What this task involves → Search the records for "Some" and copy each line that holds it.

(Collected data entries)
____________________

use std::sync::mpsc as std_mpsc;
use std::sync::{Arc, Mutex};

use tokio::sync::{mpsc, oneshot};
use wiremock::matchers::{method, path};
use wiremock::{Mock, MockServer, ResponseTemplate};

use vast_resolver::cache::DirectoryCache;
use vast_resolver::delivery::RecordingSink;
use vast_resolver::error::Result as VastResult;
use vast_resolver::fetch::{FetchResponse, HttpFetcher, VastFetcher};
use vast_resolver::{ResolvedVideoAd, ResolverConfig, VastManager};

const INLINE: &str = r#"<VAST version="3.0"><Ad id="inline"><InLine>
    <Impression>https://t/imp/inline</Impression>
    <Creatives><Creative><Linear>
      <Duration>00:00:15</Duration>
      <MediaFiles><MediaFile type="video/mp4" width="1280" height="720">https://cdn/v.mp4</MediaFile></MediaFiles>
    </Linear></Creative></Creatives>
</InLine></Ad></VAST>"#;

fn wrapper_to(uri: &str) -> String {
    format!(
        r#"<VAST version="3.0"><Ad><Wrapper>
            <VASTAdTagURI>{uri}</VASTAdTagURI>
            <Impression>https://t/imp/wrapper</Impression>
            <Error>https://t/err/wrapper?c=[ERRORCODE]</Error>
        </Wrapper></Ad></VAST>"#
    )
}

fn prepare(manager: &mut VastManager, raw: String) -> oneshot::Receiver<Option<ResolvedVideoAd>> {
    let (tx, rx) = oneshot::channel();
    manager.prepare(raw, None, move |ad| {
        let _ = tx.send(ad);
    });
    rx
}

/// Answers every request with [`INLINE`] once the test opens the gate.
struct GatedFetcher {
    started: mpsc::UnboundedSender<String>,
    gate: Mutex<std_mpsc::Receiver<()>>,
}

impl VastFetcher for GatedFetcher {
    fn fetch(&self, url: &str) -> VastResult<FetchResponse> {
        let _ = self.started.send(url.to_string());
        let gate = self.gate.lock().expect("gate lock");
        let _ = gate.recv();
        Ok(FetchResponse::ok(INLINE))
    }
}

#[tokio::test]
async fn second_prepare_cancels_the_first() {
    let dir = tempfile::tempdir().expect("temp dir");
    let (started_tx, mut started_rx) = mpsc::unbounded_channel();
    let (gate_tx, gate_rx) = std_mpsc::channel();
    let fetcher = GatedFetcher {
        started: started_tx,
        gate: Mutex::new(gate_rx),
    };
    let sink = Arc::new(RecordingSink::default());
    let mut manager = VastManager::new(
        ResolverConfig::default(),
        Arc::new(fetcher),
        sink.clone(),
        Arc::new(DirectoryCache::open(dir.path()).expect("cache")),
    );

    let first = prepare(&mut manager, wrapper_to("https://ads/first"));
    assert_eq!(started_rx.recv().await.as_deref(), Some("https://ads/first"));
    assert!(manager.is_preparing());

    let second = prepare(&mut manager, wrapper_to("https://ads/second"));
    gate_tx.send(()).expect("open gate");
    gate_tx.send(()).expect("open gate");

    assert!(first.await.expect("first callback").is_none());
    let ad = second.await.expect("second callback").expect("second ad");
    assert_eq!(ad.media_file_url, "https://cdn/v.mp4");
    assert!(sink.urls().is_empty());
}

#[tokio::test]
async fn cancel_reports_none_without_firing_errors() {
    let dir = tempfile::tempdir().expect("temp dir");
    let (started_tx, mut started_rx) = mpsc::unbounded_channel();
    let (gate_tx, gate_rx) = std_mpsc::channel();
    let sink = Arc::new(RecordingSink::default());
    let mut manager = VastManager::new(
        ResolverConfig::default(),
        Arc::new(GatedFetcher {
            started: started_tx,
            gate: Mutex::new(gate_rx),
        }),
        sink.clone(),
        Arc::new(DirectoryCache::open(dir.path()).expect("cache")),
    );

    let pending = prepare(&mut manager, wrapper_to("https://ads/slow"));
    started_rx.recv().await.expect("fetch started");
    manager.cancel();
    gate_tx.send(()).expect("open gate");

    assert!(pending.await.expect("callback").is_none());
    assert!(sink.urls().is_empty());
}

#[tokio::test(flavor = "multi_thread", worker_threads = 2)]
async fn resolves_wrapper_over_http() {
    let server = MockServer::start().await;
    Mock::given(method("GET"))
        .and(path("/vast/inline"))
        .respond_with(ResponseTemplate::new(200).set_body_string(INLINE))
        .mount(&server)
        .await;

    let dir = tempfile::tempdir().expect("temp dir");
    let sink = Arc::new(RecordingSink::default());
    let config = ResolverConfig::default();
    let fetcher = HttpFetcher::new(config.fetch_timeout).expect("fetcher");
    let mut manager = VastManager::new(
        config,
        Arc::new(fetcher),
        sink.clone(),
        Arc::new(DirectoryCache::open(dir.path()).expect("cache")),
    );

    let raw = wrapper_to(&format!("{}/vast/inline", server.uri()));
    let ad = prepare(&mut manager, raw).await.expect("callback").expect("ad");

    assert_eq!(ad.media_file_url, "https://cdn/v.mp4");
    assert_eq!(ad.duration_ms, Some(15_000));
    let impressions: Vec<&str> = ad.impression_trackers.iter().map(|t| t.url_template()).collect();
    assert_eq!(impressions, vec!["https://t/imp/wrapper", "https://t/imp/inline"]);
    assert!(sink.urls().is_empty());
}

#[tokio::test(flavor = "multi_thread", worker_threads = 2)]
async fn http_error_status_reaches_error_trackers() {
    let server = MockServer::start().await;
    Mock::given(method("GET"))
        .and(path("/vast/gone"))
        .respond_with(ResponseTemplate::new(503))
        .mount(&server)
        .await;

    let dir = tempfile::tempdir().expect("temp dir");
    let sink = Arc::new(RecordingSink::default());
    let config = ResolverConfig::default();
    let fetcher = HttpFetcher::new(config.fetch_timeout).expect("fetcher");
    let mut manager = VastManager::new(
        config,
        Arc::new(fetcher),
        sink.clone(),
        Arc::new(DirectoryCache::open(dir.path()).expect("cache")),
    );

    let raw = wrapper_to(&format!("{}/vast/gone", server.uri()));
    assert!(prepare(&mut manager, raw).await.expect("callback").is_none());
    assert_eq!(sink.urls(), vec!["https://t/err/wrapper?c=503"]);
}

____________________

Solution for this task →
    assert_eq!(started_rx.recv().await.as_deref(), Some("https://ads/first"));
    assert_eq!(ad.duration_ms, Some(15_000));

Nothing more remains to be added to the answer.